▶ _Exercise requirements_: Look through the records that follow. Copy every line containing the word "benches".

▶ _Saved entries_:

Content starts

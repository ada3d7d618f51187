use crate::output::UserOutput;
use dbdock::Orchestrator;
use std::path::Path;

pub fn run_env(
    orchestrator: &Orchestrator,
    file: &Path,
    out: &dyn UserOutput,
) -> anyhow::Result<()> {
    let written = orchestrator.project_env(file)?;
    out.success(&format!(
        "Wrote {} connection variable(s) to {}",
        written,
        file.display()
    ));
    Ok(())
}
//! The large tier: one OS mapping per allocation, tracked in a registry.
//!
//! Unlike the cell and buddy tiers, large pointers carry no in-band header;
//! the registry keyed by user address is the authority for classifying and
//! releasing them.

use core::ptr::null_mut;
use core::sync::atomic::{AtomicUsize, Ordering};
use std::collections::HashMap;

use parking_lot::Mutex;

use crate::cell::align_up;
use crate::config::SUPERBLOCK_SIZE;
use crate::vm;

struct Mapping {
  base: *mut u8,
  len: usize,
  user_size: usize,
  #[allow(dead_code)]
  tag: u8,
}

pub(crate) struct LargeTier {
  map: Mutex<HashMap<usize, Mapping>>,
  bytes: AtomicUsize,
}

/// Bytes the OS mapping for a request will occupy. Huge-page attempts round
/// to the huge-page size; alignments beyond the page are over-mapped so the
/// user pointer can slide.
pub(crate) fn native_len(size: usize, align: usize, huge: bool) -> Option<usize> {
  let page = vm::page_size();
  let mut len = size.checked_add(page - 1)? & !(page - 1);
  if align > page {
    len = len.checked_add(align)?;
  }
  if huge {
    len = len.checked_add(SUPERBLOCK_SIZE - 1)? & !(SUPERBLOCK_SIZE - 1);
  }
  Some(len)
}

impl LargeTier {
  pub fn new() -> Self {
    Self {
      map: Mutex::new(HashMap::new()),
      bytes: AtomicUsize::new(0),
    }
  }

  /// Maps `len` bytes (as computed by [`native_len`]) and registers the user
  /// pointer. Null when the OS refuses.
  pub fn alloc(&self, size: usize, align: usize, tag: u8, huge: bool, len: usize) -> *mut u8 {
    let base = vm::map(len, huge);
    if base.is_null() {
      log::debug!("large mapping of {len} bytes refused by the OS");
      return null_mut();
    }

    let page = vm::page_size();
    let user = if align > page {
      align_up(base as usize, align) as *mut u8
    } else {
      base
    };

    self.map.lock().insert(
      user as usize,
      Mapping {
        base,
        len,
        user_size: size,
        tag,
      },
    );
    self.bytes.fetch_add(len, Ordering::Relaxed);
    log::trace!("large mapping {len} bytes at {base:p} (user {user:p})");
    user
  }

  /// Unmaps a registered pointer. Returns the mapping length, or `None` for
  /// pointers this tier does not own.
  pub fn free(&self, ptr: *mut u8) -> Option<usize> {
    let mapping = self.map.lock().remove(&(ptr as usize))?;
    unsafe { vm::release(mapping.base, mapping.len) };
    self.bytes.fetch_sub(mapping.len, Ordering::Relaxed);
    Some(mapping.len)
  }

  /// Recorded user size and remaining capacity past the user pointer.
  pub fn lookup(&self, ptr: *const u8) -> Option<(usize, usize)> {
    self.map.lock().get(&(ptr as usize)).map(|m| {
      let offset = ptr as usize - m.base as usize;
      (m.user_size, m.len - offset)
    })
  }

  /// In-place resize when the existing mapping already covers `new_size`.
  pub fn try_resize(&self, ptr: *mut u8, new_size: usize) -> bool {
    let mut map = self.map.lock();
    let Some(m) = map.get_mut(&(ptr as usize)) else {
      return false;
    };
    let offset = ptr as usize - m.base as usize;
    if new_size <= m.len - offset {
      m.user_size = new_size;
      true
    } else {
      false
    }
  }

  pub fn bytes(&self) -> usize {
    self.bytes.load(Ordering::Relaxed)
  }
}

impl Drop for LargeTier {
  fn drop(&mut self) {
    for (_, m) in self.map.get_mut().drain() {
      unsafe { vm::release(m.base, m.len) };
    }
  }
}
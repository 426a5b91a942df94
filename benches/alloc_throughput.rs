use criterion::{BenchmarkId, Criterion, Throughput, criterion_group, criterion_main};
use std::hint::black_box;

use cellar::{Arena, Config, Context, Pool};

const OPS: u64 = 100_000;

/// cellar alloc/free throughput.
fn cellar_alloc_free(ctx: &Context, size: usize) {
  for _ in 0..OPS {
    let ptr = ctx.alloc_bytes(size, 0, 8);
    black_box(ptr);
    unsafe { ctx.free_bytes(ptr) };
  }
}

/// libc alloc/free throughput.
fn libc_malloc_free(size: usize) {
  for _ in 0..OPS {
    unsafe {
      let ptr = libc::malloc(size);
      black_box(ptr);
      libc::free(ptr);
    }
  }
}

fn benchmark_alloc_throughput(c: &mut Criterion) {
  let ctx = Context::new(Config::default());
  let mut group = c.benchmark_group("alloc_throughput");

  for size in [16, 64, 256, 1024, 4096, 12 * 1024, 64 * 1024] {
    group.throughput(Throughput::Elements(OPS));

    group.bench_with_input(BenchmarkId::new("cellar", size), &size, |b, &size| {
      b.iter(|| cellar_alloc_free(&ctx, size))
    });

    group.bench_with_input(BenchmarkId::new("libc", size), &size, |b, &size| {
      b.iter(|| libc_malloc_free(size))
    });
  }

  group.finish();
  ctx.flush_tls_bin_caches();
}

fn benchmark_arena(c: &mut Criterion) {
  let ctx = Context::new(Config::default());
  let mut group = c.benchmark_group("arena");
  group.throughput(Throughput::Elements(1000));

  group.bench_function("linear_64b_x1000", |b| {
    b.iter(|| {
      let mut arena = Arena::new(&ctx, 0);
      for _ in 0..1000 {
        black_box(arena.alloc(64));
      }
    })
  });

  group.bench_function("reset_reuse_64b_x1000", |b| {
    let mut arena = Arena::new(&ctx, 0);
    b.iter(|| {
      for _ in 0..1000 {
        black_box(arena.alloc(64));
      }
      arena.reset();
    })
  });

  group.finish();
}

fn benchmark_object_pool(c: &mut Criterion) {
  let ctx = Context::new(Config::default());
  let mut group = c.benchmark_group("object_pool");
  group.throughput(Throughput::Elements(OPS));

  group.bench_function("alloc_free_u64", |b| {
    let mut pool: Pool<'_, u64> = Pool::new(&ctx, 0);
    b.iter(|| {
      for _ in 0..OPS {
        let slot = pool.alloc();
        black_box(slot);
        unsafe { pool.free(slot) };
      }
    })
  });

  group.finish();
}

criterion_group!(
  benches,
  benchmark_alloc_throughput,
  benchmark_arena,
  benchmark_object_pool
);
criterion_main!(benches);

Content ends

▶ _Answer to the problem_:
filename benches/alloc_throughput.rs
  benches,
criterion_main!(benches);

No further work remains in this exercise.